Maryville is an inner suburb of Newcastle, New South Wales, Australia, located 4 km northwest of Newcastle's central business district.

==Origin==
Maryville is a Harbourside suburb of Newcastle, surrounded by the Throsby Creek system. It is situated by the boundary of Throsby Creek, by Islington Park to the south and Wickham to the East. Maryville was named after Mary Hannell, and previously known as Smedmore.

==Today==
Maryville today is a quiet, leafy and trendy inner city suburb. Due to this, a large influx of professional workers seeking close proximity to the water, local beaches and city now call Maryville home. Locally, the Throsby Waters Cycleway, Islington Park, cafes, and harbour provide many locals with a lifestyle which is becoming increasing in demand.

==Real Estate==
In past times, Maryville was considered an industrial suburb where much of Newcastle's working class resided in the smaller miners cottages.

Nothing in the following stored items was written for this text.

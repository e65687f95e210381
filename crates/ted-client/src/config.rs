use std::fmt;
use std::path::Path;
use std::time::Duration;

use serde::{Deserialize, Serialize};

use crate::error::{Error, Result};
use crate::retry::RetryPolicy;

/// Host of the public Bot API.
pub const DEFAULT_API_HOST: &str = "api.telegram.org";

/// Environment variable holding the bot token.
pub const TOKEN_ENV: &str = "TED_BOT_TOKEN";

/// Static configuration of a [`crate::Bot`]. Read-only once the bot is built.
#[derive(Clone, PartialEq, Eq, Serialize, Deserialize)]
pub struct BotConfig {
    /// Bot token issued by @BotFather.
    #[serde(default)]
    pub token: String,

    /// API host; requests go to `https://<api_host>/bot<token>/<method>`.
    #[serde(default = "default_api_host")]
    pub api_host: String,

    #[serde(default)]
    pub retry: RetryPolicy,

    /// Whole-request timeout for the default HTTP client. Unset means the
    /// client's own defaults apply.
    #[serde(default)]
    pub request_timeout_secs: Option<u64>,
}

fn default_api_host() -> String {
    DEFAULT_API_HOST.to_string()
}

impl BotConfig {
    /// Configuration with default host and retry policy.
    pub fn new(token: impl Into<String>) -> Self {
        Self {
            token: token.into(),
            api_host: default_api_host(),
            retry: RetryPolicy::default(),
            request_timeout_secs: None,
        }
    }

    /// Load configuration from environment variables.
    ///
    /// A `.env` file in the working directory is loaded first if present.
    pub fn from_env() -> Result<Self> {
        // Try to load .env file if it exists (ignore if it doesn't)
        let _ = dotenvy::dotenv();

        Self::from_lookup(|key| std::env::var(key).ok())
    }

    /// Build configuration from an arbitrary variable source.
    ///
    /// Reads `TED_BOT_TOKEN` (required), `TED_API_HOST`, `TED_MAX_RETRIES`,
    /// `TED_RETRY_DELAY_MS` and `TED_REQUEST_TIMEOUT_SECS`. Unparseable numbers
    /// fall back to their defaults.
    pub fn from_lookup(lookup: impl Fn(&str) -> Option<String>) -> Result<Self> {
        let token = lookup(TOKEN_ENV)
            .filter(|t| !t.trim().is_empty())
            .ok_or(Error::MissingToken)?;

        let mut config = Self::new(token);

        if let Some(host) = lookup("TED_API_HOST").filter(|h| !h.trim().is_empty()) {
            config.api_host = host;
        }

        if let Some(max_retries) = lookup("TED_MAX_RETRIES").and_then(|s| s.parse().ok()) {
            config.retry.max_retries = max_retries;
        }

        if let Some(delay_ms) = lookup("TED_RETRY_DELAY_MS").and_then(|s| s.parse().ok()) {
            config.retry.delay_ms = delay_ms;
        }

        config.request_timeout_secs = lookup("TED_REQUEST_TIMEOUT_SECS")
            .and_then(|s| s.parse().ok())
            .filter(|&secs| secs > 0);

        Ok(config)
    }

    /// Load configuration from a YAML file.
    ///
    /// A missing `token` falls back to `TED_BOT_TOKEN`.
    pub fn from_yaml_file(path: &Path) -> Result<Self> {
        let content = std::fs::read_to_string(path).map_err(|e| {
            Error::Config(format!("failed to read {}: {e}", path.display()))
        })?;
        Self::from_yaml_str(&content, |key| std::env::var(key).ok())
    }

    pub(crate) fn from_yaml_str(
        content: &str,
        lookup: impl Fn(&str) -> Option<String>,
    ) -> Result<Self> {
        let mut config: Self = serde_yaml::from_str(content)
            .map_err(|e| Error::Config(format!("invalid config: {e}")))?;

        if config.token.trim().is_empty() {
            config.token = lookup(TOKEN_ENV)
                .filter(|t| !t.trim().is_empty())
                .ok_or(Error::MissingToken)?;
        }

        Ok(config)
    }

    /// `None` when unset or zero; a zero timeout would fail every request.
    pub fn request_timeout(&self) -> Option<Duration> {
        self.request_timeout_secs
            .filter(|&secs| secs > 0)
            .map(Duration::from_secs)
    }

    /// `https://<api_host>/bot<token>/<method>`
    pub fn endpoint(&self, method: &str) -> String {
        format!("https://{}/bot{}/{}", self.api_host, self.token, method)
    }

    /// The bot token, masked for logging.
    pub fn token_masked(&self) -> String {
        mask_token(&self.token)
    }
}

impl fmt::Debug for BotConfig {
    fn fmt(&self, f: &mut fmt::Formatter<'_>) -> fmt::Result {
        f.debug_struct("BotConfig")
            .field("token", &self.token_masked())
            .field("api_host", &self.api_host)
            .field("retry", &self.retry)
            .field("request_timeout_secs", &self.request_timeout_secs)
            .finish()
    }
}

/// Keep the first and last four characters of a token.
pub(crate) fn mask_token(token: &str) -> String {
    let chars: Vec<char> = token.chars().collect();
    if chars.len() > 8 {
        let head: String = chars[..4].iter().collect();
        let tail: String = chars[chars.len() - 4..].iter().collect();
        format!("{head}...{tail}")
    } else {
        "****".to_string()
    }
}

However, in recent years, Maryville has become one of Newcastle's most expensive suburbs, breaking the $1 million barrier in November 2021.

Gentrifying quite significantly, many of the older dwellings are becoming developed and sold for increasing profits. In 2019, 84 Estell Street sold for $1.6M. In 2021, 76 Estell Street & 24 Northumberland Street sold for $1.4M & $1.413M respectively.